[[ Recorded data open ]]

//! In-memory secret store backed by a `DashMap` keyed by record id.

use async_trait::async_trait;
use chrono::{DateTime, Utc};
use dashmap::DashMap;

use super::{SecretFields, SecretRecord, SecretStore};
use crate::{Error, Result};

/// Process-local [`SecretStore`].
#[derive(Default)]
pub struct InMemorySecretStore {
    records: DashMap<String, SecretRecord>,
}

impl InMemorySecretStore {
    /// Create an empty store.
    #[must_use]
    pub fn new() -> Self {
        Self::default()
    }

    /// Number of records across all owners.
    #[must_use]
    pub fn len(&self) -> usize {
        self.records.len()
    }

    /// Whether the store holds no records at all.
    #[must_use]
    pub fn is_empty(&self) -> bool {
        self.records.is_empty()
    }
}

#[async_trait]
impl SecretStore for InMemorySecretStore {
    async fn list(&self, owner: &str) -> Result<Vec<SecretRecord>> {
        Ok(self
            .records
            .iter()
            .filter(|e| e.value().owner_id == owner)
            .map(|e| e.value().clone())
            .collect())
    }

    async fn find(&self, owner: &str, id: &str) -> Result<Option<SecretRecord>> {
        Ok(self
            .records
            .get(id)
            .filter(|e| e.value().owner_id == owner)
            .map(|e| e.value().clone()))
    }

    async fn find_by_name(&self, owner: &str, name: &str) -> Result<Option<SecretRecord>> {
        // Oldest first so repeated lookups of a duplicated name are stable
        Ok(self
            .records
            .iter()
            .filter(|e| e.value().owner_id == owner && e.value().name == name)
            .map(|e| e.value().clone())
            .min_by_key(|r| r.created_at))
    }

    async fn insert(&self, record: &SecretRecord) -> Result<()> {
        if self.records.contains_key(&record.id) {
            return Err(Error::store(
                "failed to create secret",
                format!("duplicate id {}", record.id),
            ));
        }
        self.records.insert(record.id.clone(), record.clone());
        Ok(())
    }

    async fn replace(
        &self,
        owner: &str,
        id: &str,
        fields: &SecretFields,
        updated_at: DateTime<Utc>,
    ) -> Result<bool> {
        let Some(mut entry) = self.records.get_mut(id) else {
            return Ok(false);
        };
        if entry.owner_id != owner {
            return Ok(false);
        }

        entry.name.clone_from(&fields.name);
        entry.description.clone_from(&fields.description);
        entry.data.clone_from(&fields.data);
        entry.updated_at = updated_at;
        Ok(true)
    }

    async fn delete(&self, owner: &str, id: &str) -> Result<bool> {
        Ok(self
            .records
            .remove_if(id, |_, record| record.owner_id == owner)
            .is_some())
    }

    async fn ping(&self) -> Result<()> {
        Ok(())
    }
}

[[ Recorded data closed ]]
[[ Recorded data open ]]

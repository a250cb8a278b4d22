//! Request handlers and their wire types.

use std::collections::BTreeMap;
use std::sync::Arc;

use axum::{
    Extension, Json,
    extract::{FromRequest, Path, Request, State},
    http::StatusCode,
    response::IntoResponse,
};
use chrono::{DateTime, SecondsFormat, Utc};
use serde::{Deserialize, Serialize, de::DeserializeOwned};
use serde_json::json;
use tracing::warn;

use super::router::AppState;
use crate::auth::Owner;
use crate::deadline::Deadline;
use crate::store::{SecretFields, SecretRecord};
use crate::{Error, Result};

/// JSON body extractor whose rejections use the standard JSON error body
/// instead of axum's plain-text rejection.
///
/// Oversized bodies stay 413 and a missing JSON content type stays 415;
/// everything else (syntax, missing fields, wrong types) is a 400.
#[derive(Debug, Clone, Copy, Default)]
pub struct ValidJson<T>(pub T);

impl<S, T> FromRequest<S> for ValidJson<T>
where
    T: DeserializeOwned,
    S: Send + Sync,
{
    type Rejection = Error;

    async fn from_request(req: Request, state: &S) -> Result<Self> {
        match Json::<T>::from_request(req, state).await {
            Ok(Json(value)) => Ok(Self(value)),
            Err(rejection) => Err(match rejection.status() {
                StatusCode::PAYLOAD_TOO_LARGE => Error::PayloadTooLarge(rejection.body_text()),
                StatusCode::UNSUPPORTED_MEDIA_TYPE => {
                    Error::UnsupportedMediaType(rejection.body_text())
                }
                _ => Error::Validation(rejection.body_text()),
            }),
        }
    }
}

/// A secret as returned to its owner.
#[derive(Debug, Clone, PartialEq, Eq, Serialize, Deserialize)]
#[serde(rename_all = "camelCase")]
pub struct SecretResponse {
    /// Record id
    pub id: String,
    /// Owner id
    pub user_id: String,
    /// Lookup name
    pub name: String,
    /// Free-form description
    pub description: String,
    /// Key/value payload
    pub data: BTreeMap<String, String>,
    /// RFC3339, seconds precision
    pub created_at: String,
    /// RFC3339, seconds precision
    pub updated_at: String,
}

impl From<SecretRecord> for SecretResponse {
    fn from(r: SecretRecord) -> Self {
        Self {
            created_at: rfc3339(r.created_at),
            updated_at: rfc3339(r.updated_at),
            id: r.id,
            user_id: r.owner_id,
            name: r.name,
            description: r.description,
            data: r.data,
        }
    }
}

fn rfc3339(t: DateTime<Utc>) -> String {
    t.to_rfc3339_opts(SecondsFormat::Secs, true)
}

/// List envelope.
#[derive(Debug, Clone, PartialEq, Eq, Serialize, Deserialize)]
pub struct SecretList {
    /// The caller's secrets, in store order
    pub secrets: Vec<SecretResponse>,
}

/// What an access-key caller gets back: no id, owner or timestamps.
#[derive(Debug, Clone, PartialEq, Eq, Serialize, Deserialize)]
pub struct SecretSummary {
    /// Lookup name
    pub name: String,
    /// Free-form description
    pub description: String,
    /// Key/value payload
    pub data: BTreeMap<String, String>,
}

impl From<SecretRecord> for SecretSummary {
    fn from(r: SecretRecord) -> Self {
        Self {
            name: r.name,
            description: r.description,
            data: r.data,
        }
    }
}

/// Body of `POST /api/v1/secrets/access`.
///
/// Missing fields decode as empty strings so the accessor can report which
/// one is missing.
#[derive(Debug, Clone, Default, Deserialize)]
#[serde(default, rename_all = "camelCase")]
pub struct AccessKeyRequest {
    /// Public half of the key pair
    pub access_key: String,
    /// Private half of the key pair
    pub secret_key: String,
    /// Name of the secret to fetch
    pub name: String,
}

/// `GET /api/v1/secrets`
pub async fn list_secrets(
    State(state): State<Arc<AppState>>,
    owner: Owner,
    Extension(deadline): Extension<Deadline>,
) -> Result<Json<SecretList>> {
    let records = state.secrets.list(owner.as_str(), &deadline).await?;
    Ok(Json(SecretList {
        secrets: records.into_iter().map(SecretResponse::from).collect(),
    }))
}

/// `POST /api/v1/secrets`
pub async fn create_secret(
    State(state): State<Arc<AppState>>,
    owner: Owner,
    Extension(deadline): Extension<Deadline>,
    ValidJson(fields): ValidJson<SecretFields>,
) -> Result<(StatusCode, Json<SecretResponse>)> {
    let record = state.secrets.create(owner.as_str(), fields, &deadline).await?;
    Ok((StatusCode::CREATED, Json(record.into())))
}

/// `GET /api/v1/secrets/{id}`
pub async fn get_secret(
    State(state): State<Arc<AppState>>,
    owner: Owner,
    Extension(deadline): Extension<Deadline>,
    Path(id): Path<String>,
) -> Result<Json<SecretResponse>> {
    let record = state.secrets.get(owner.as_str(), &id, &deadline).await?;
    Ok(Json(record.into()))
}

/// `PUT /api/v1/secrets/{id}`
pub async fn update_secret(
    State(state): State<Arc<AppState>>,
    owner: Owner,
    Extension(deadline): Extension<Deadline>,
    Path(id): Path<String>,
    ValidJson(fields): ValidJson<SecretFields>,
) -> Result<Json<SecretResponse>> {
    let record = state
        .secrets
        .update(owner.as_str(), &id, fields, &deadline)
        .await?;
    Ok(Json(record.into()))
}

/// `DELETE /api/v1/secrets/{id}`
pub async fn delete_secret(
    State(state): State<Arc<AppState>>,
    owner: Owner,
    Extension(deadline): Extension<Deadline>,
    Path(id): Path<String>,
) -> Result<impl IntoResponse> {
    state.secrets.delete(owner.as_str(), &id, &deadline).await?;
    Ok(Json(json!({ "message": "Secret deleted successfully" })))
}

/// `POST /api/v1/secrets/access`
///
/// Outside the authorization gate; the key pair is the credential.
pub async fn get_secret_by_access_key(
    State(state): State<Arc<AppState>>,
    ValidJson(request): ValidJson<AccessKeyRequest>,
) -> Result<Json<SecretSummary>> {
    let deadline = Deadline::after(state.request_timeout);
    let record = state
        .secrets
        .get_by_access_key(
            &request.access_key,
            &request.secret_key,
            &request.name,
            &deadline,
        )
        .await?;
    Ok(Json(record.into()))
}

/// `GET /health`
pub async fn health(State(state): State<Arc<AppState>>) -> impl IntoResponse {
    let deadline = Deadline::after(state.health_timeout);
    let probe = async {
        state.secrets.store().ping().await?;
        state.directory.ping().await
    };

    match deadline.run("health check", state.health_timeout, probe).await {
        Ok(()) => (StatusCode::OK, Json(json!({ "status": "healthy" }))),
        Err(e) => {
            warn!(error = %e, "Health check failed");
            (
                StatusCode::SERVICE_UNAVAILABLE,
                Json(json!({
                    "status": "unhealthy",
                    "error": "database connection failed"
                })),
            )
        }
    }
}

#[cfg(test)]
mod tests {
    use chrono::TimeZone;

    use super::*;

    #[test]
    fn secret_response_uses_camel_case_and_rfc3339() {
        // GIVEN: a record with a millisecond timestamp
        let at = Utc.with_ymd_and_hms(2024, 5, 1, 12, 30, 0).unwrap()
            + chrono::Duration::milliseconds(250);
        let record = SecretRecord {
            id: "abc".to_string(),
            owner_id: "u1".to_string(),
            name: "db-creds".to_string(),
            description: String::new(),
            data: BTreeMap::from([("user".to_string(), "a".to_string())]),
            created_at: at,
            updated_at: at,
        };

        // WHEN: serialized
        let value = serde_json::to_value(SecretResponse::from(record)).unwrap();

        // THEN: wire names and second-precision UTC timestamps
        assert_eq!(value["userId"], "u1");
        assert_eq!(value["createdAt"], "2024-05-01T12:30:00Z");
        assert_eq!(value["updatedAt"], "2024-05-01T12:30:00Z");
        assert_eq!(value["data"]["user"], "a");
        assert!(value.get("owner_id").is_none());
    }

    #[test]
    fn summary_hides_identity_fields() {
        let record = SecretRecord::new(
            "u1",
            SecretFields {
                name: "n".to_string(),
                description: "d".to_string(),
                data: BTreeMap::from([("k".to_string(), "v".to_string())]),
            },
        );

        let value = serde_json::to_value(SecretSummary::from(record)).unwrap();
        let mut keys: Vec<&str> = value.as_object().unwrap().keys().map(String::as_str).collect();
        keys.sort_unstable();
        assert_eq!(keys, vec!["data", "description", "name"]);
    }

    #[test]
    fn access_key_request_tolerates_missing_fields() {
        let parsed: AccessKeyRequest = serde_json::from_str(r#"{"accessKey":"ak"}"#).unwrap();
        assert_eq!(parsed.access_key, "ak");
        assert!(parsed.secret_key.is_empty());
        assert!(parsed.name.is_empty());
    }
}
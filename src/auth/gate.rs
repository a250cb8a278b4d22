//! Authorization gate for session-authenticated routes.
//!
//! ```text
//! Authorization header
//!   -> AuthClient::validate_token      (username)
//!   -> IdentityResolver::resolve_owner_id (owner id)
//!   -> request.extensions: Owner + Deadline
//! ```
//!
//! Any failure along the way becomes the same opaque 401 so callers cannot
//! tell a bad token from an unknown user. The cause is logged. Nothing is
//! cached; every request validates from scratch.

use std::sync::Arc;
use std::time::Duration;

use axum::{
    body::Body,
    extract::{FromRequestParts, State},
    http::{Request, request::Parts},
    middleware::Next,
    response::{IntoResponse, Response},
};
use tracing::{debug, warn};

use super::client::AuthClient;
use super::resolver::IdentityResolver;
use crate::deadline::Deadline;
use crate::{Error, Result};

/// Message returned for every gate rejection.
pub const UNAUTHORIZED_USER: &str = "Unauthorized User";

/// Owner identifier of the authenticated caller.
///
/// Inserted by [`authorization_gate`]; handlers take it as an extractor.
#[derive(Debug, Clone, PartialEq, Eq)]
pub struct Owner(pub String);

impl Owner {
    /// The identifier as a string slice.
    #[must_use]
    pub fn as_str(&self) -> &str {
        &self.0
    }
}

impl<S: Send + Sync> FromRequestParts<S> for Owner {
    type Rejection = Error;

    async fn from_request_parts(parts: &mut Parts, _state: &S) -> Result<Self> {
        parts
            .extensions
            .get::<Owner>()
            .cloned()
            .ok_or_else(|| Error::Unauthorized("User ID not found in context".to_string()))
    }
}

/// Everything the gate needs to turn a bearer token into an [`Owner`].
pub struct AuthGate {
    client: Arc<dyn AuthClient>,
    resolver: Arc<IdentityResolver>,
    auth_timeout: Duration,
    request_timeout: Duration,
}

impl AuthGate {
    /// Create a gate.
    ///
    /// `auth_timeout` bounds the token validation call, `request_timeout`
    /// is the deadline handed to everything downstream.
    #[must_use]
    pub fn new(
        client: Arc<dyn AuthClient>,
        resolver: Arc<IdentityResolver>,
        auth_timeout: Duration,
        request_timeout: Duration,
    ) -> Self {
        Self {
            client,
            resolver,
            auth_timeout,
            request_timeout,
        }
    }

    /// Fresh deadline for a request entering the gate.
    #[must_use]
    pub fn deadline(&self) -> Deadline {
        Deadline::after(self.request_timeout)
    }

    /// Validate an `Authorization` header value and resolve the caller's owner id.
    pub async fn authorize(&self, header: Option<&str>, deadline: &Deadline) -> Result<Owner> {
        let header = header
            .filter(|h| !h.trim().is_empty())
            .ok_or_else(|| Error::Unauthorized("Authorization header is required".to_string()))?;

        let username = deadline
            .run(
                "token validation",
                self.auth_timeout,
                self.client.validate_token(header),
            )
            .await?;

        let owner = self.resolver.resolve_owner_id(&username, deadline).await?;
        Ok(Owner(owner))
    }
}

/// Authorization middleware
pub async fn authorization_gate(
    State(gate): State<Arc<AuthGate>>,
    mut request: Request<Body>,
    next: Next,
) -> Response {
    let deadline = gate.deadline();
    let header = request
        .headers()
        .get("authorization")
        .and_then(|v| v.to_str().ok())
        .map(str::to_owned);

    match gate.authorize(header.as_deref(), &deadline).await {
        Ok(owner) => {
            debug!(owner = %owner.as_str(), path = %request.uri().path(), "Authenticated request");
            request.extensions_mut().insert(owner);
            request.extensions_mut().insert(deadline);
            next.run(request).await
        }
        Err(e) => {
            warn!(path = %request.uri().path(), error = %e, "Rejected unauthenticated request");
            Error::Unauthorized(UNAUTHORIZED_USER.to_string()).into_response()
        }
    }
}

[[ Recorded data closed ]]

● The task
Go through the entries and copy every line that has "impl".

● Solution
impl InMemorySecretStore {
impl SecretStore for InMemorySecretStore {
impl<S, T> FromRequest<S> for ValidJson<T>
impl From<SecretRecord> for SecretResponse {
impl From<SecretRecord> for SecretSummary {
) -> Result<impl IntoResponse> {
pub async fn health(State(state): State<Arc<AppState>>) -> impl IntoResponse {
impl Owner {
impl<S: Send + Sync> FromRequestParts<S> for Owner {
impl AuthGate {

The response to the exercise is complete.